* THE TASK
The full listing must be reproduced exactly as given.

##### SUPPLIED MATERIAL

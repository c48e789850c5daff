//! Timeout configuration for HTTP clients
//!
//! Call, connect and read timeouts map directly onto reqwest's client builder.
//! Reqwest has no write-phase timeout, so the write timeout is enforced by
//! [`WriteDeadline`], a middleware that bounds how long the transport takes to
//! consume the request body. Waiting for the response is left to the read and
//! call timeouts.

use std::io;
use std::sync::atomic::{AtomicBool, Ordering};
use std::sync::Arc;
use std::time::Duration;

use async_trait::async_trait;
use futures_util::Stream;
use http::Extensions;
use reqwest::header::{HeaderValue, CONTENT_LENGTH};
use reqwest::Body;
use reqwest_middleware::{Middleware, Next};
use serde::{Deserialize, Serialize};

use crate::http::fault::CallFault;

/// Size of the pieces a request body is handed to the transport in
const BODY_CHUNK_SIZE: usize = 16 * 1024;

/// Timeout configuration for a client; `None` leaves a phase unbounded
#[derive(Debug, Clone, Copy, PartialEq, Eq, Serialize, Deserialize)]
#[serde(default)]
pub struct TimeoutConfig {
    /// Whole call, from sending the request to reading the full body
    #[serde(rename = "call_ms", with = "millis")]
    pub call: Option<Duration>,
    /// Establishing the TCP/TLS connection
    #[serde(rename = "connect_ms", with = "millis")]
    pub connect: Option<Duration>,
    /// Idle time between reads of the response
    #[serde(rename = "read_ms", with = "millis")]
    pub read: Option<Duration>,
    /// Transmitting the request body
    #[serde(rename = "write_ms", with = "millis")]
    pub write: Option<Duration>,
}

impl Default for TimeoutConfig {
    fn default() -> Self {
        Self {
            call: None,
            connect: Some(Duration::from_secs(10)),
            read: Some(Duration::from_secs(10)),
            write: None,
        }
    }
}

impl TimeoutConfig {
    /// No timeouts at all
    pub fn unbounded() -> Self {
        Self {
            call: None,
            connect: None,
            read: None,
            write: None,
        }
    }

    pub fn with_call(mut self, timeout: Duration) -> Self {
        self.call = Some(timeout);
        self
    }

    pub fn with_connect(mut self, timeout: Duration) -> Self {
        self.connect = Some(timeout);
        self
    }

    pub fn with_read(mut self, timeout: Duration) -> Self {
        self.read = Some(timeout);
        self
    }

    pub fn with_write(mut self, timeout: Duration) -> Self {
        self.write = Some(timeout);
        self
    }

    /// Validate timeout configuration
    pub fn validate(&self) -> Result<(), String> {
        let phases = [
            ("Call", self.call),
            ("Connect", self.connect),
            ("Read", self.read),
            ("Write", self.write),
        ];
        for (name, timeout) in phases {
            if timeout.is_some_and(|t| t.is_zero()) {
                return Err(format!("{} timeout cannot be zero", name));
            }
        }
        Ok(())
    }

    /// Apply call, connect and read timeouts to a reqwest builder
    pub(crate) fn apply(&self, mut builder: reqwest::ClientBuilder) -> reqwest::ClientBuilder {
        if let Some(call) = self.call {
            builder = builder.timeout(call);
        }
        if let Some(connect) = self.connect {
            builder = builder.connect_timeout(connect);
        }
        if let Some(read) = self.read {
            builder = builder.read_timeout(read);
        }
        builder
    }
}

/// Bounds the time the transport takes to consume a request body
///
/// The body is re-wrapped as a stream of chunks so the middleware can tell
/// when the transport has pulled the last one. If the deadline passes first,
/// the call fails with [`CallFault::Timeout`]; after that point the response is
/// awaited without this deadline. Requests without an in-memory body pass
/// through untouched.
#[derive(Debug, Clone, Copy)]
pub struct WriteDeadline {
    timeout: Duration,
}

impl WriteDeadline {
    pub fn new(timeout: Duration) -> Self {
        Self { timeout }
    }
}

#[async_trait]
impl Middleware for WriteDeadline {
    async fn handle(
        &self,
        mut req: reqwest::Request,
        extensions: &mut Extensions,
        next: Next<'_>,
    ) -> reqwest_middleware::Result<reqwest::Response> {
        let chunks: Option<Vec<Vec<u8>>> = req
            .body()
            .and_then(Body::as_bytes)
            .filter(|bytes| !bytes.is_empty())
            .map(|bytes| bytes.chunks(BODY_CHUNK_SIZE).map(<[u8]>::to_vec).collect());
        let Some(chunks) = chunks else {
            return next.run(req, extensions).await;
        };

        let length: usize = chunks.iter().map(Vec::len).sum();
        let sent = Arc::new(AtomicBool::new(false));
        *req.body_mut() = Some(Body::wrap_stream(body_stream(chunks, Arc::clone(&sent))));
        req.headers_mut()
            .entry(CONTENT_LENGTH)
            .or_insert_with(|| HeaderValue::from(length));

        let url = req.url().clone();
        let call = next.run(req, extensions);
        tokio::pin!(call);
        tokio::select! {
            result = &mut call => result,
            _ = tokio::time::sleep(self.timeout) => {
                if sent.load(Ordering::Acquire) {
                    call.await
                } else {
                    tracing::debug!(%url, timeout = ?self.timeout, "Write deadline elapsed");
                    let message = format!("Write timed out after {} ms", self.timeout.as_millis());
                    Err(reqwest_middleware::Error::Middleware(CallFault::Timeout(message).into()))
                }
            }
        }
    }
}

/// Yields `chunks` in order and raises `sent` when the last one is pulled
fn body_stream(
    chunks: Vec<Vec<u8>>,
    sent: Arc<AtomicBool>,
) -> impl Stream<Item = io::Result<Vec<u8>>> + Send + 'static {
    futures_util::stream::unfold(chunks.into_iter(), move |mut chunks| {
        let sent = Arc::clone(&sent);
        async move {
            let chunk = chunks.next();
            if chunks.len() == 0 {
                sent.store(true, Ordering::Release);
            }
            chunk.map(|chunk| (Ok::<_, io::Error>(chunk), chunks))
        }
    })
}

mod millis {
    use std::time::Duration;

    use serde::{Deserialize, Deserializer, Serializer};

    pub fn serialize<S: Serializer>(
        value: &Option<Duration>,
        serializer: S,
    ) -> Result<S::Ok, S::Error> {
        match value {
            Some(d) => serializer.serialize_some(&(d.as_millis() as u64)),
            None => serializer.serialize_none(),
        }
    }

    pub fn deserialize<'de, D: Deserializer<'de>>(
        deserializer: D,
    ) -> Result<Option<Duration>, D::Error> {
        Ok(Option::<u64>::deserialize(deserializer)?.map(Duration::from_millis))
    }
}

##########

* YOUR SOLUTION
repository c48e789850c5daff
//! Timeout configuration for HTTP clients
//!
//! Call, connect and read timeouts map directly onto reqwest's client builder.
//! Reqwest has no write-phase timeout, so the write timeout is enforced by
//! [`WriteDeadline`], a middleware that bounds how long the transport takes to
//! consume the request body. Waiting for the response is left to the read and
//! call timeouts.

use std::io;
use std::sync::atomic::{AtomicBool, Ordering};
use std::sync::Arc;
use std::time::Duration;

use async_trait::async_trait;
use futures_util::Stream;
use http::Extensions;
use reqwest::header::{HeaderValue, CONTENT_LENGTH};
use reqwest::Body;
use reqwest_middleware::{Middleware, Next};
use serde::{Deserialize, Serialize};

use crate::http::fault::CallFault;

/// Size of the pieces a request body is handed to the transport in
const BODY_CHUNK_SIZE: usize = 16 * 1024;

/// Timeout configuration for a client; `None` leaves a phase unbounded
#[derive(Debug, Clone, Copy, PartialEq, Eq, Serialize, Deserialize)]
#[serde(default)]
pub struct TimeoutConfig {
    /// Whole call, from sending the request to reading the full body
    #[serde(rename = "call_ms", with = "millis")]
    pub call: Option<Duration>,
    /// Establishing the TCP/TLS connection
    #[serde(rename = "connect_ms", with = "millis")]
    pub connect: Option<Duration>,
    /// Idle time between reads of the response
    #[serde(rename = "read_ms", with = "millis")]
    pub read: Option<Duration>,
    /// Transmitting the request body
    #[serde(rename = "write_ms", with = "millis")]
    pub write: Option<Duration>,
}

impl Default for TimeoutConfig {
    fn default() -> Self {
        Self {
            call: None,
            connect: Some(Duration::from_secs(10)),
            read: Some(Duration::from_secs(10)),
            write: None,
        }
    }
}

impl TimeoutConfig {
    /// No timeouts at all
    pub fn unbounded() -> Self {
        Self {
            call: None,
            connect: None,
            read: None,
            write: None,
        }
    }

    pub fn with_call(mut self, timeout: Duration) -> Self {
        self.call = Some(timeout);
        self
    }

    pub fn with_connect(mut self, timeout: Duration) -> Self {
        self.connect = Some(timeout);
        self
    }

    pub fn with_read(mut self, timeout: Duration) -> Self {
        self.read = Some(timeout);
        self
    }

    pub fn with_write(mut self, timeout: Duration) -> Self {
        self.write = Some(timeout);
        self
    }

    /// Validate timeout configuration
    pub fn validate(&self) -> Result<(), String> {
        let phases = [
            ("Call", self.call),
            ("Connect", self.connect),
            ("Read", self.read),
            ("Write", self.write),
        ];
        for (name, timeout) in phases {
            if timeout.is_some_and(|t| t.is_zero()) {
                return Err(format!("{} timeout cannot be zero", name));
            }
        }
        Ok(())
    }

    /// Apply call, connect and read timeouts to a reqwest builder
    pub(crate) fn apply(&self, mut builder: reqwest::ClientBuilder) -> reqwest::ClientBuilder {
        if let Some(call) = self.call {
            builder = builder.timeout(call);
        }
        if let Some(connect) = self.connect {
            builder = builder.connect_timeout(connect);
        }
        if let Some(read) = self.read {
            builder = builder.read_timeout(read);
        }
        builder
    }
}

/// Bounds the time the transport takes to consume a request body
///
/// The body is re-wrapped as a stream of chunks so the middleware can tell
/// when the transport has pulled the last one. If the deadline passes first,
/// the call fails with [`CallFault::Timeout`]; after that point the response is
/// awaited without this deadline. Requests without an in-memory body pass
/// through untouched.
#[derive(Debug, Clone, Copy)]
pub struct WriteDeadline {
    timeout: Duration,
}

impl WriteDeadline {
    pub fn new(timeout: Duration) -> Self {
        Self { timeout }
    }
}

#[async_trait]
impl Middleware for WriteDeadline {
    async fn handle(
        &self,
        mut req: reqwest::Request,
        extensions: &mut Extensions,
        next: Next<'_>,
    ) -> reqwest_middleware::Result<reqwest::Response> {
        let chunks: Option<Vec<Vec<u8>>> = req
            .body()
            .and_then(Body::as_bytes)
            .filter(|bytes| !bytes.is_empty())
            .map(|bytes| bytes.chunks(BODY_CHUNK_SIZE).map(<[u8]>::to_vec).collect());
        let Some(chunks) = chunks else {
            return next.run(req, extensions).await;
        };

        let length: usize = chunks.iter().map(Vec::len).sum();
        let sent = Arc::new(AtomicBool::new(false));
        *req.body_mut() = Some(Body::wrap_stream(body_stream(chunks, Arc::clone(&sent))));
        req.headers_mut()
            .entry(CONTENT_LENGTH)
            .or_insert_with(|| HeaderValue::from(length));

        let url = req.url().clone();
        let call = next.run(req, extensions);
        tokio::pin!(call);
        tokio::select! {
            result = &mut call => result,
            _ = tokio::time::sleep(self.timeout) => {
                if sent.load(Ordering::Acquire) {
                    call.await
                } else {
                    tracing::debug!(%url, timeout = ?self.timeout, "Write deadline elapsed");
                    let message = format!("Write timed out after {} ms", self.timeout.as_millis());
                    Err(reqwest_middleware::Error::Middleware(CallFault::Timeout(message).into()))
                }
            }
        }
    }
}

/// Yields `chunks` in order and raises `sent` when the last one is pulled
fn body_stream(
    chunks: Vec<Vec<u8>>,
    sent: Arc<AtomicBool>,
) -> impl Stream<Item = io::Result<Vec<u8>>> + Send + 'static {
    futures_util::stream::unfold(chunks.into_iter(), move |mut chunks| {
        let sent = Arc::clone(&sent);
        async move {
            let chunk = chunks.next();
            if chunks.len() == 0 {
                sent.store(true, Ordering::Release);
            }
            chunk.map(|chunk| (Ok::<_, io::Error>(chunk), chunks))
        }
    })
}

mod millis {
    use std::time::Duration;

    use serde::{Deserialize, Deserializer, Serializer};

    pub fn serialize<S: Serializer>(
        value: &Option<Duration>,
        serializer: S,
    ) -> Result<S::Ok, S::Error> {
        match value {
            Some(d) => serializer.serialize_some(&(d.as_millis() as u64)),
            None => serializer.serialize_none(),
        }
    }

    pub fn deserialize<'de, D: Deserializer<'de>>(
        deserializer: D,
    ) -> Result<Option<Duration>, D::Error> {
        Ok(Option::<u64>::deserialize(deserializer)?.map(Duration::from_millis))
    }
}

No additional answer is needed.